On July 10, the National Recreation Trail was closed from Lone Pine Campground. That evening, thunderstorms provided precipitation to the fire, however the moisture was quickly dried up by warm weather and high winds. On July 11, evacuation orders were lifted for Whitney Portal and Whitney Portal Road, Mt. Whitney Trailhead and Shepherd Pass Trailhead were reopened. As of July 13, favorable weather improved fire conditions, including monsoonal moisture, decreasing the fire's growth and easing the ability of crew's to control it.

On July 18, the Georges Fire became inactive, with no new smoke or fire activity reported, with the burn area remaining at 2883 acre.

==Effects==

The fire primarily impacted areas in the Inyo National Forest, specifically hiking and campgrounds, including the closure of a portion of the National Recreation Trail.

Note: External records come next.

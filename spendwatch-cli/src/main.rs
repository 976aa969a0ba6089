use anyhow::{bail, Context, Result};
use clap::{Parser, Subcommand};
use spendwatch_core::{
    detect, filter_by_category, index_by_expense_id, is_default_category, today_in, DEFAULT_CATEGORIES,
};
use spendwatch_ingest::{parse_expense_csv, ExpenseStore, NewExpense};
use std::path::PathBuf;
use tracing_subscriber::EnvFilter;

mod config;
mod report;
mod state;

#[derive(Parser, Debug)]
#[command(
    name = "spendwatch",
    version = concat!(env!("CARGO_PKG_VERSION"), " (", env!("SPENDWATCH_BUILD_SHA"), ")"),
    about = "Track expenses and flag unusual spend"
)]
struct Cli {
    #[command(subcommand)]
    command: Command,
}

#[derive(Subcommand, Debug)]
enum Command {
    /// Record a new expense
    Add {
        #[arg(long)]
        amount: f64,

        #[arg(long)]
        category: String,

        #[arg(long)]
        description: Option<String>,

        /// Date the expense belongs to (default: today)
        #[arg(long)]
        date: Option<String>,
    },

    /// List recorded expenses, newest first, with unusual ones marked
    List {
        /// Only show this category
        #[arg(long)]
        category: Option<String>,

        #[arg(long, default_value_t = 50)]
        limit: usize,
    },

    /// Delete an expense by id
    Delete { id: String },

    /// Delete every expense
    Clear {
        /// Confirm the wipe
        #[arg(long, default_value_t = false)]
        yes: bool,
    },

    /// Import expenses from a CSV export (Date,Amount,Category,Description)
    Import {
        #[arg(long)]
        csv: PathBuf,
    },

    /// Totals, this month's spend and the category breakdown
    Summary,

    /// Flag unusually large expenses against recent category history
    Anomalies {
        /// Trailing window in days (14-120)
        #[arg(long)]
        window_days: Option<u32>,

        /// Robust z-score threshold (2.5-6.0); higher = fewer alerts
        #[arg(long)]
        sensitivity: Option<f64>,

        /// Entries needed per category before scoring (3-12)
        #[arg(long)]
        min_history: Option<usize>,

        /// Pull out-of-range overrides into range instead of failing
        #[arg(long, default_value_t = false)]
        clamp: bool,

        /// Analyse a CSV export instead of the store
        #[arg(long)]
        csv: Option<PathBuf>,

        /// Emit JSON instead of text
        #[arg(long, default_value_t = false)]
        json: bool,
    },

    /// List the stock categories
    Categories,

    /// Manage ~/.spendwatch/config.toml
    Config {
        #[command(subcommand)]
        command: ConfigCommand,
    },
}

#[derive(Subcommand, Debug)]
enum ConfigCommand {
    /// Write a default config if none exists
    Init,
    /// Print the effective config
    Show,
}

fn main() -> Result<()> {
    init_logging();
    let cli = Cli::parse();
    let cfg = config::load_config()?;

    match cli.command {
        Command::Add {
            amount,
            category,
            description,
            date,
        } => {
            let date = match date {
                Some(d) => d,
                None => today_in(cfg.timezone()?).format("%Y-%m-%d").to_string(),
            };
            if !is_default_category(&category) {
                tracing::warn!(%category, "category is not one of the stock categories");
            }

            let mut store = open_store()?;
            let expense = store.add(NewExpense {
                amount,
                category,
                description,
                date,
            })?;
            println!("Added {} ({} on {})", expense.id, expense.category, expense.date);
        }

        Command::List { category, limit } => {
            let store = open_store()?;
            let detection = cfg.detection_with(None, None, None, false)?;
            let results = detect(store.list(), &detection, cfg.timezone()?);
            let index = index_by_expense_id(&results);

            let rows: Vec<_> = filter_by_category(store.list(), category.as_deref())
                .into_iter()
                .take(limit)
                .collect();
            print!("{}", report::render_list(&rows, &index));
        }

        Command::Delete { id } => {
            let mut store = open_store()?;
            if !store.delete(&id)? {
                bail!("no expense with id {id}");
            }
            println!("Deleted {id}");
        }

        Command::Clear { yes } => {
            if !yes {
                bail!("refusing to delete all expenses without --yes");
            }
            let mut store = open_store()?;
            let n = store.len();
            store.clear()?;
            println!("Deleted {n} expenses");
        }

        Command::Import { csv } => {
            if !csv.exists() {
                bail!("CSV not found: {}", csv.display());
            }
            let incoming = parse_expense_csv(&csv)?;
            let parsed = incoming.len();
            let mut store = open_store()?;
            let added = store.import(incoming)?;
            println!("Parsed {parsed} rows from {}, added {added}", csv.display());
        }

        Command::Summary => {
            let store = open_store()?;
            let today = today_in(cfg.timezone()?);
            print!("{}", report::render_summary(store.list(), today));
        }

        Command::Anomalies {
            window_days,
            sensitivity,
            min_history,
            clamp,
            csv,
            json,
        } => {
            let detection = cfg.detection_with(window_days, sensitivity, min_history, clamp)?;
            let expenses = match csv {
                Some(path) => parse_expense_csv(&path)?,
                None => open_store()?.list().to_vec(),
            };

            let results = detect(&expenses, &detection, cfg.timezone()?);
            tracing::info!(expenses = expenses.len(), flagged = results.len(), "anomaly pass done");

            if json {
                println!("{}", serde_json::to_string_pretty(&results).context("serialize results")?);
            } else {
                print!("{}", report::render_anomalies(&results, &detection));
            }
        }

        Command::Categories => {
            for name in DEFAULT_CATEGORIES {
                println!("{name}");
            }
        }

        Command::Config { command } => match command {
            ConfigCommand::Init => config::init_config()?,
            ConfigCommand::Show => {
                println!("# {}", config::config_path()?.display());
                print!("{}", toml::to_string_pretty(&cfg).context("serialize config")?);
            }
        },
    }

    Ok(())
}

fn open_store() -> Result<ExpenseStore> {
    ExpenseStore::open(state::expenses_path()?)
}

fn init_logging() {
    let filter = EnvFilter::try_from_default_env().unwrap_or_else(|_| EnvFilter::new("warn"));
    tracing_subscriber::fmt()
        .with_env_filter(filter)
        .with_writer(std::io::stderr)
        .with_target(false)
        .init();
}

The community of Whitney Portal was evacuated and the main road accessing the community was closed during the fire's height. Two additional trails and roads were closed during the fire.

The Georges Fire burned wintering habitats used by the endangered Sierra Nevada bighorn sheep. The fire has helped clear pinyon and juniper canopy cover. This benefits the sheep, who are preyed upon by mountain lions and other predators who reside in the woodlands.